Contrairement à la France, en Allemagne c'est le chancelier qui gouverne le pays, et non le président de la République. Comment expliquer cela ? Le chancelier peut-il être renversé par le Parlement ? Comment exerce-t-il ses pouvoirs ? Decryptage.
S’il existe bien un président de la République allemande, la personnalité politique la plus puissante d’Allemagne est en réalité le chancelier ou la chancelière (Bundeskanzler ou Bundeskanzlerin). Selon la loi fondamentale de 1949, son rôle est de « fixer les grandes orientations de la politique et d’en assumer la responsabilité ». Il ou elle dirige l’action du gouvernement et est au cœur du pouvoir exécutif. En tant que chef de la diplomatie, c’est également le chancelier qui représente l’Allemagne à l’étranger.
Mais comment est-il/elle élu.e ? Le chancelier ou la chancelière n’est pas élu.e au suffrage universel direct comme en France, mais par le Bundestag, à la majorité de ses membres et par un scrutin secret, sur proposition préalable du président fédéral. Il est élu tous les quatre ans, en même temps que le Bundestag. Dans la pratique, le chancelier élu est le candidat ou la candidate de tête du parti majoritaire (ou le premier parti majoritaire au sein de la coalition) lors des élections fédérales. Ce mode de scrutin vise à garantir la stabilité et l’efficacité de son mandat : ne peut ainsi être élu que le candidat qui est assuré de rassembler la majorité absolue des voix au Parlement.
Après l’élection, le nouveau chancelier ou la nouvelle chancelière est nommé.e par le président fédéral, et prête serment devant le Bundestag. Il peut choisir ses ministres et fixer leurs domaines de compétences. Il ne peut être destitué que par une « motion de défense constructive » votée par le Bundestag : le Parlement doit alors élire un successeur à la majorité de ses membres. En Allemagne, il n’y a pas de limite de mandat pour le chancelier, ce qui suscite des débats au sein de la sphère politique. Helmut Kohl, tout comme Angela Merkel, sont ainsi restés 16 ans au pouvoir.

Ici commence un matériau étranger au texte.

mod action;
pub mod frontier;
pub mod heuristics;
mod plan;
pub mod problem_formulations;
pub mod search_engines;
mod search_node;
mod search_space;
mod search_statistics;

pub use action::Direction;
pub use heuristics::{Heuristic, HeuristicCache, HeuristicName, HeuristicValue};
pub use plan::Plan;
pub use problem_formulations::{
    GridProblem, MultiTargetProblem, MultiTargetState, ProblemName, SearchProblem,
    SingleTargetOptions, SingleTargetProblem, Successor, TargetSet,
};
pub use search_engines::{
    a_star_search, breadth_first_search, depth_first_search, uniform_cost_search, Astar, Bfs,
    Dfs, SearchEngine, SearchEngineName, SearchResult, Ucs,
};
pub use search_node::{NodeId, SearchNode, SearchNodeStatus, NO_NODE};
pub use search_space::SearchSpace;
pub use search_statistics::SearchStatistics;

/// Step and path costs. Every terrain cost is a small positive integer.
pub type Cost = u32;

/// Returned by [`SearchProblem::cost_of_actions`] for a sequence that walks
/// into a wall.
pub const INFEASIBLE_COST: Cost = 999_999;
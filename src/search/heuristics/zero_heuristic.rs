use crate::search::{Heuristic, HeuristicValue, SearchProblem};

#[derive(Clone, Debug, Default)]
pub struct ZeroHeuristic {}

impl ZeroHeuristic {
    pub fn new() -> Self {
        ZeroHeuristic {}
    }
}

impl<P: SearchProblem> Heuristic<P> for ZeroHeuristic {
    fn evaluate(&mut self, _state: &P::State, _problem: &mut P) -> HeuristicValue {
        (0.).into()
    }
}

Le rôle central accordé au chancelier se justifie par des raisons historiques : il s’agissait, après la seconde guerre mondiale, d’éviter de concentrer trop de pouvoir dans les mains d’une seule personne et de privilégier un régime parlementaire fort et stable. L’étendue des pouvoirs du chancelier, à côté d’un président qui occupe essentiellement une fonction symbolique, a par ailleurs conduit Konrad Adenauer à parler d’une « démocratie du chancelier » (Kanzlerdemokratie) pour évoquer le système institutionnel allemand.